When President Kennedy spoke these words in 1963 he laid out a simple vision of pursuing free trade for the good of the country as a whole, but at the same time ensuring that the costs, which are inevitable, are not borne solely by workers who lose their jobs due to increased competition. There have been many new trade agreements in the intervening more than half a century, but the basic policy articulated by Kennedy has held up.  Trade Adjustment Assistance (TAA) has been in place to help workers, farmers, and firms that may lose from trade even as the country as a whole may benefit.  Undoubtedly, the existence of TAA did make it politically easier for the United States to lead the world toward freer trade.


Sadly, in recent weeks, that bargain has begun to fray and is now fundamentally endangered.  There is now the real possibility that the United States will embark on a new round of trade agreements without TAA in place because of political maneuvering in the Congress.  That is simply an unacceptable outcome.

TAA has been revised a number of times over the years.  The most recent major rewrite was in 2002 as part of the last grant of Trade Promotion Authority (TPA) to negotiate new trade agreements.  It included an expansion of TAA to workers who lose their jobs because their employer moves overseas, an expansion to cover “secondary workers” (workers whose job loss is the result of the factories they supply close because of imports or move overseas), a program to encourage older workers to take new jobs known as wage insurance, and limited health benefits through a tax credit.  The program was expanded further in 2009 and 2011 to service workers and other important changes were made to TAA.  But most of those provisions expired at the end of 2013 -- though some are revived in the bill now before the Congress.

For most workers receiving TAA, the primary benefit is income assistance at a unemployment compensation level for up to two years while they train for new jobs with government assistance.   Smaller programs provide important but limited relief to farmers and firms suffering from international competition.  In 2011, TAA provided benefits to about 30,000 workers..
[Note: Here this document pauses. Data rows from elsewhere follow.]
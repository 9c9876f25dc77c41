//! Metadata Extractor (`spec.md` §4.4): a pure function over a loaded page
//! that reads title, description meta tags, `og:*` tags, `<html lang>`,
//! canonical link, and publication meta tags, returning a stable formatted
//! block. Grounded in the teacher's
//! `page_extractor/{extractors.rs,js_scripts.rs}::METADATA_SCRIPT` pattern.

use serde::Deserialize;
use serde_json::Value;

use crate::browser::{BrowserCollaborator, PageHandle};
use crate::error::Sf4aiError;

const METADATA_SCRIPT: &str = r#"
(() => {
    const meta = {};
    document.querySelectorAll('meta').forEach(tag => {
        const name = tag.getAttribute('name') || tag.getAttribute('property');
        if (name) {
            meta[name] = tag.getAttribute('content');
        }
    });

    return {
        title: document.title || null,
        description: meta['description'] || meta['og:description'] || null,
        og_title: meta['og:title'] || null,
        og_type: meta['og:type'] || null,
        og_image: meta['og:image'] || null,
        author: meta['author'] || meta['og:author'] || null,
        published_date: meta['article:published_time'] || meta['publishedDate'] || null,
        modified_date: meta['article:modified_time'] || meta['modifiedDate'] || null,
        language: document.documentElement.lang || null,
        canonical_url: document.querySelector('link[rel="canonical"]')?.href || null,
    };
})()
"#;

#[derive(Debug, Clone, Default, Deserialize)]
pub struct PageMetadata {
    pub title: Option<String>,
    pub description: Option<String>,
    pub og_title: Option<String>,
    pub og_type: Option<String>,
    pub og_image: Option<String>,
    pub author: Option<String>,
    pub published_date: Option<String>,
    pub modified_date: Option<String>,
    pub language: Option<String>,
    pub canonical_url: Option<String>,
}

pub async fn extract<B: BrowserCollaborator>(
    browser: &B,
    page: &PageHandle<B>,
) -> Result<PageMetadata, Sf4aiError> {
    let value: Value = browser.evaluate(page.page(), METADATA_SCRIPT).await?;
    serde_json::from_value(value)
        .map_err(|e| Sf4aiError::NavigationError(format!("failed to decode page metadata: {e}")))
}

/// Stable, human-readable block used verbatim in the final artifact header
/// (`spec.md` §4.4: "prefixed `Title:`, `Description:`, etc.").
pub fn format_metadata(metadata: &PageMetadata) -> String {
    let mut lines = Vec::new();
    if let Some(title) = &metadata.title {
        lines.push(format!("Title: {title}"));
    }
    if let Some(description) = &metadata.description {
        lines.push(format!("Description: {description}"));
    }
    if let Some(author) = &metadata.author {
        lines.push(format!("Author: {author}"));
    }
    if let Some(language) = &metadata.language {
        lines.push(format!("Language: {language}"));
    }
    if let Some(canonical) = &metadata.canonical_url {
        lines.push(format!("Canonical URL: {canonical}"));
    }
    if let Some(published) = &metadata.published_date {
        lines.push(format!("Published: {published}"));
    }
    if let Some(modified) = &metadata.modified_date {
        lines.push(format!("Modified: {modified}"));
    }
    lines.join("\n")
}

#[cfg(test)]
mod tests {
    use super::*;

    #[test]
    fn format_metadata_emits_stable_prefixed_lines() {
        let metadata = PageMetadata {
            title: Some("Example".to_string()),
            description: Some("An example page".to_string()),
            language: Some("en".to_string()),
            ..Default::default()
        };
        let formatted = format_metadata(&metadata);
        assert!(formatted.starts_with("Title: Example"));
        assert!(formatted.contains("Description: An example page"));
        assert!(formatted.contains("Language: en"));
    }

    #[test]
    fn missing_fields_are_simply_omitted() {
        let formatted = format_metadata(&PageMetadata::default());
        assert!(formatted.is_empty());
    }
}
Critics rightly point out that TAA’s record is far from perfect.  Those from the right say that TAA trained workers have had difficulty finding jobs and that other programs exist.  It is true that TAA workers have difficulty finding jobs at a similar level to the ones they lost in large part because they were in high-paying sectors and they are older workers who have more difficulty making the adjustments to find new employment, such as moving, leaving the industry they have worked in for decades, etc.  Normally, the easiest workers to employ of groups certified for TAA find employment on their own or with little assistance  No program has demonstrated it can do better servicing this same difficult population.  The only real alternative – known as the Workforce Investment Act (WIA) – provides dramatically fewer benefits than TAA.

Critics on the left argue that the program should be available to all workers that lose their jobs.  They are generally less opposed to TAA as they are advocates that all workers have access to the same benefits.  In the current U.S. political context, that seems an unlikely outcome.
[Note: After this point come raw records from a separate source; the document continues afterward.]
//! Sitemap Reader (`SPEC_FULL.md` §4.2a, supplement): resolves a
//! [`Source`](crate::config::Source) into a flat list of URLs, parsing XML
//! sitemaps, sitemap indexes (recursing up to depth 3), and plain-text URL
//! lists.
//!
//! Grounded in `dIB59-seo/src-tauri/src/extractor/sitemap.rs`'s
//! `SitemapFormat` detect/extract split, extended with index recursion and
//! the Bounded Worker Group for concurrent sub-fetches.

use std::future::Future;
use std::pin::Pin;

use quick_xml::events::Event;
use reqwest::Client;
use tracing::warn;
use url::Url;

use crate::config::Source;
use crate::error::Sf4aiError;
use crate::worker;

type BoxFuture<'a, T> = Pin<Box<dyn Future<Output = T> + Send + 'a>>;

const MAX_SITEMAP_INDEX_DEPTH: u32 = 3;
const MAX_CONCURRENT_SUB_FETCHES: usize = 5;

#[derive(Debug, Clone, PartialEq, Eq)]
enum SitemapFormat {
    Xml,
    PlainText,
}

impl SitemapFormat {
    fn detect(text: &str) -> Self {
        if text.contains("<loc>") || text.contains("<urlset") || text.contains("<sitemapindex") {
            SitemapFormat::Xml
        } else {
            SitemapFormat::PlainText
        }
    }
}

/// Resolve `source` into the deduplicated work queue the Job Orchestrator's
/// driver consumes (`SPEC_FULL.md` §2: "a deduplicated work queue"; `spec.md`
/// §3/§8: `total` and `urlState` must agree on the set of distinct URLs).
pub async fn read_source(source: &Source, client: &Client) -> Result<Vec<Url>, Sf4aiError> {
    let urls = match source {
        Source::Urls(urls) => urls.clone(),
        Source::Sitemap(url) => read_sitemap(url, client, 0).await?,
    };
    Ok(dedup_preserving_order(urls))
}

/// Order-preserving dedup, keyed on the URL's serialized string form.
fn dedup_preserving_order(urls: Vec<Url>) -> Vec<Url> {
    let mut seen = std::collections::HashSet::new();
    urls.into_iter().filter(|u| seen.insert(u.to_string())).collect()
}

fn read_sitemap<'a>(
    url: &'a Url,
    client: &'a Client,
    depth: u32,
) -> BoxFuture<'a, Result<Vec<Url>, Sf4aiError>> {
    Box::pin(async move {
        let text = fetch(url, client).await?;

        if is_sitemap_index(&text) {
            if depth >= MAX_SITEMAP_INDEX_DEPTH {
                warn!(url = %url, depth, "sitemap index recursion depth cap reached, stopping");
                return Ok(Vec::new());
            }

            let sub_sitemaps = extract_locs(&text);
            let sub_urls: Vec<Url> =
                sub_sitemaps.iter().filter_map(|s| Url::parse(s).ok()).collect();

            let results = worker::run_bounded(sub_urls, MAX_CONCURRENT_SUB_FETCHES, {
                let client = client.clone();
                move |sub_url: Url| {
                    let client = client.clone();
                    async move { read_sitemap(&sub_url, &client, depth + 1).await }
                }
            })
            .await;

            let mut flattened = Vec::new();
            for result in results {
                if let Ok(urls) = result {
                    flattened.extend(urls);
                }
            }
            return Ok(flattened);
        }

        let format = SitemapFormat::detect(&text);
        let raw = match format {
            SitemapFormat::Xml => extract_locs(&text),
            SitemapFormat::PlainText => text.split_whitespace().map(|s| s.to_string()).collect(),
        };

        Ok(raw.iter().filter_map(|s| Url::parse(s).ok()).collect())
    })
}

async fn fetch(url: &Url, client: &Client) -> Result<String, Sf4aiError> {
    let response = client
        .get(url.clone())
        .send()
        .await
        .map_err(|e| Sf4aiError::NavigationError(format!("sitemap fetch failed: {e}")))?;
    response
        .text()
        .await
        .map_err(|e| Sf4aiError::NavigationError(format!("sitemap body read failed: {e}")))
}

fn is_sitemap_index(text: &str) -> bool {
    text.contains("<sitemapindex")
}

fn extract_locs(text: &str) -> Vec<String> {
    let mut reader = quick_xml::Reader::from_str(text);
    let mut locs = Vec::new();
    let mut buf = Vec::new();
    let mut in_loc = false;

    loop {
        match reader.read_event_into(&mut buf) {
            Ok(Event::Start(ref e)) if e.name().as_ref() == b"loc" => in_loc = true,
            Ok(Event::Text(e)) if in_loc => {
                match e.decode() {
                    Ok(text) => locs.push(text.to_string()),
                    Err(e) => warn!(error = %e, "invalid <loc> text in sitemap"),
                }
                in_loc = false;
            }
            Ok(Event::Eof) => break,
            Err(e) => {
                warn!(error = %e, "malformed sitemap XML, stopping parse");
                break;
            }
            _ => {}
        }
        buf.clear();
    }

    locs
}

#[cfg(test)]
mod tests {
    use super::*;

    #[test]
    fn detects_xml_by_loc_tag() {
        assert_eq!(SitemapFormat::detect("<urlset><url><loc>https://x</loc></url></urlset>"), SitemapFormat::Xml);
    }

    #[test]
    fn detects_plain_text_when_no_xml_markers() {
        assert_eq!(SitemapFormat::detect("https://a.com\nhttps://b.com"), SitemapFormat::PlainText);
    }

    #[test]
    fn extracts_locs_from_urlset() {
        let xml = "<urlset><url><loc>https://a.com/</loc></url><url><loc>https://b.com/</loc></url></urlset>";
        let locs = extract_locs(xml);
        assert_eq!(locs, vec!["https://a.com/".to_string(), "https://b.com/".to_string()]);
    }

    #[test]
    fn recognizes_sitemap_index_root() {
        assert!(is_sitemap_index("<sitemapindex><sitemap><loc>https://a.com/sitemap.xml</loc></sitemap></sitemapindex>"));
    }

    #[test]
    fn malformed_xml_yields_empty_rather_than_panicking() {
        let locs = extract_locs("<urlset><url><loc>not closed");
        assert!(locs.is_empty() || locs.len() <= 1);
    }

    #[test]
    fn dedup_preserves_first_occurrence_order() {
        let urls: Vec<Url> = ["https://a.test/", "https://b.test/", "https://a.test/"]
            .iter()
            .map(|s| Url::parse(s).unwrap())
            .collect();
        let deduped = dedup_preserving_order(urls);
        assert_eq!(
            deduped,
            vec![Url::parse("https://a.test/").unwrap(), Url::parse("https://b.test/").unwrap()]
        );
    }
}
The TAA legislation now before the Congress is certainly no panacea for the costs of trade.   But – whatever its flaws (and it surely has some) – the legislation would provide assistance to tens of thousands of workers at a cost of $1.8 billion through 2020.  Trade advocates estimate the benefits to the US economy of new trade agreements likely to be concluded under TPA run into at least the high tens of billions of dollars and the underlying benefits of free trade over the last 50 years into the trillions.  In this context, TAA seems a very modest life boat for those adversely impacted by trade – a part of a rational and fair American trade policy.

Due to the complexities of the current legislative situation, many of those in Congress that have truly brought TAA to the brink of death today are those that are most vocal in support of working Americans and most concerned about the costs of freer trade.  Were he still alive, one cannot help wonder what President Kennedy would make of this turn of events.                

Mastel is a senior adviser to the Trade Adjustment Assistance Coalition  He was the lead Senate trade staff person on the Trade Act of 2002, which included a major TAA provision.  He is currently with Kelley, Drye & Warren.